In full and without change, return each entry.

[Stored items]
--------------------------------------------------
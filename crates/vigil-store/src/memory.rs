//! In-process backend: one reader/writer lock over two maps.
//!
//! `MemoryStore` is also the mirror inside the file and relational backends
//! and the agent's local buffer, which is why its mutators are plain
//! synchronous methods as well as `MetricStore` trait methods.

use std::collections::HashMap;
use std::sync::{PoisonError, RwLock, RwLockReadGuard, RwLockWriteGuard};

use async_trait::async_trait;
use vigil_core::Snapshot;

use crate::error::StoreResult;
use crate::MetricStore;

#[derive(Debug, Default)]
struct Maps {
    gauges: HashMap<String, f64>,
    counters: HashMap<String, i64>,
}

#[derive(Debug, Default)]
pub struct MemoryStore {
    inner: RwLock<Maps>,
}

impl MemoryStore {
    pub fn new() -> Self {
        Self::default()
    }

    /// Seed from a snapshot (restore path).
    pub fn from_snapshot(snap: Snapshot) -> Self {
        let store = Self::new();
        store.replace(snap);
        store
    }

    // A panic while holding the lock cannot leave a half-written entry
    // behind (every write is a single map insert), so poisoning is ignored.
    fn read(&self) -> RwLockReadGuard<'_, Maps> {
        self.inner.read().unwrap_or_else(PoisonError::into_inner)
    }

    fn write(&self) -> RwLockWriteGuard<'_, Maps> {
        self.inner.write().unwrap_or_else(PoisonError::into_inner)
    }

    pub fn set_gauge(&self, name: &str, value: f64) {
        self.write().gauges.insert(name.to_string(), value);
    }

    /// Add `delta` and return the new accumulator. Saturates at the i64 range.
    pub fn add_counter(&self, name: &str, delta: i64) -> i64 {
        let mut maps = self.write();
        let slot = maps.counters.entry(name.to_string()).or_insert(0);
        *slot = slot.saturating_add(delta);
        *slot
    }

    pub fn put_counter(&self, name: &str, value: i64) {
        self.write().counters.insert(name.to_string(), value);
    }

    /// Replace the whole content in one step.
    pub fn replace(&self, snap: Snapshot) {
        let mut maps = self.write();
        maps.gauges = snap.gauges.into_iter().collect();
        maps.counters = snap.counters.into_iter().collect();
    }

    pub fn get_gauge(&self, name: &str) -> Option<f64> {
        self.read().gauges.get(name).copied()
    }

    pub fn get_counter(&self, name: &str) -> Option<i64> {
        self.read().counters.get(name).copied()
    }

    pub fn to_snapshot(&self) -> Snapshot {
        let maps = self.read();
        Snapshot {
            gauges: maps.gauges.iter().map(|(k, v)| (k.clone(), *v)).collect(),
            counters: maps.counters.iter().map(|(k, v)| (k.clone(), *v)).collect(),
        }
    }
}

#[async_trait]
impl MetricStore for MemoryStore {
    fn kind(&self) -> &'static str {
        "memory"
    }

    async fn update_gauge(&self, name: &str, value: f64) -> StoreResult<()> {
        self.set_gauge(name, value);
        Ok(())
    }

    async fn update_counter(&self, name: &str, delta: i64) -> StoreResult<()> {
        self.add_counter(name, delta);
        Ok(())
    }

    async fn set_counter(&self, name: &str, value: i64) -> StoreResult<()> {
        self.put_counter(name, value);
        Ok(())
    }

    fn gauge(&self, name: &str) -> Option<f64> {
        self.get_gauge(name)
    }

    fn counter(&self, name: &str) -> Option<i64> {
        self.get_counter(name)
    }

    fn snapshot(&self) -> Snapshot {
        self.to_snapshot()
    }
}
--------------------------------------------------
Solution
filename crates/vigil-store/src/memory.rs
//! In-process backend: one reader/writer lock over two maps.
//!
//! `MemoryStore` is also the mirror inside the file and relational backends
//! and the agent's local buffer, which is why its mutators are plain
//! synchronous methods as well as `MetricStore` trait methods.

use std::collections::HashMap;
use std::sync::{PoisonError, RwLock, RwLockReadGuard, RwLockWriteGuard};

use async_trait::async_trait;
use vigil_core::Snapshot;

use crate::error::StoreResult;
use crate::MetricStore;

#[derive(Debug, Default)]
struct Maps {
    gauges: HashMap<String, f64>,
    counters: HashMap<String, i64>,
}

#[derive(Debug, Default)]
pub struct MemoryStore {
    inner: RwLock<Maps>,
}

impl MemoryStore {
    pub fn new() -> Self {
        Self::default()
    }

    /// Seed from a snapshot (restore path).
    pub fn from_snapshot(snap: Snapshot) -> Self {
        let store = Self::new();
        store.replace(snap);
        store
    }

    // A panic while holding the lock cannot leave a half-written entry
    // behind (every write is a single map insert), so poisoning is ignored.
    fn read(&self) -> RwLockReadGuard<'_, Maps> {
        self.inner.read().unwrap_or_else(PoisonError::into_inner)
    }

    fn write(&self) -> RwLockWriteGuard<'_, Maps> {
        self.inner.write().unwrap_or_else(PoisonError::into_inner)
    }

    pub fn set_gauge(&self, name: &str, value: f64) {
        self.write().gauges.insert(name.to_string(), value);
    }

    /// Add `delta` and return the new accumulator. Saturates at the i64 range.
    pub fn add_counter(&self, name: &str, delta: i64) -> i64 {
        let mut maps = self.write();
        let slot = maps.counters.entry(name.to_string()).or_insert(0);
        *slot = slot.saturating_add(delta);
        *slot
    }

    pub fn put_counter(&self, name: &str, value: i64) {
        self.write().counters.insert(name.to_string(), value);
    }

    /// Replace the whole content in one step.
    pub fn replace(&self, snap: Snapshot) {
        let mut maps = self.write();
        maps.gauges = snap.gauges.into_iter().collect();
        maps.counters = snap.counters.into_iter().collect();
    }

    pub fn get_gauge(&self, name: &str) -> Option<f64> {
        self.read().gauges.get(name).copied()
    }

    pub fn get_counter(&self, name: &str) -> Option<i64> {
        self.read().counters.get(name).copied()
    }

    pub fn to_snapshot(&self) -> Snapshot {
        let maps = self.read();
        Snapshot {
            gauges: maps.gauges.iter().map(|(k, v)| (k.clone(), *v)).collect(),
            counters: maps.counters.iter().map(|(k, v)| (k.clone(), *v)).collect(),
        }
    }
}

#[async_trait]
impl MetricStore for MemoryStore {
    fn kind(&self) -> &'static str {
        "memory"
    }

    async fn update_gauge(&self, name: &str, value: f64) -> StoreResult<()> {
        self.set_gauge(name, value);
        Ok(())
    }

    async fn update_counter(&self, name: &str, delta: i64) -> StoreResult<()> {
        self.add_counter(name, delta);
        Ok(())
    }

    async fn set_counter(&self, name: &str, value: i64) -> StoreResult<()> {
        self.put_counter(name, value);
        Ok(())
    }

    fn gauge(&self, name: &str) -> Option<f64> {
        self.get_gauge(name)
    }

    fn counter(&self, name: &str) -> Option<i64> {
        self.get_counter(name)
    }

    fn snapshot(&self) -> Snapshot {
        self.to_snapshot()
    }
}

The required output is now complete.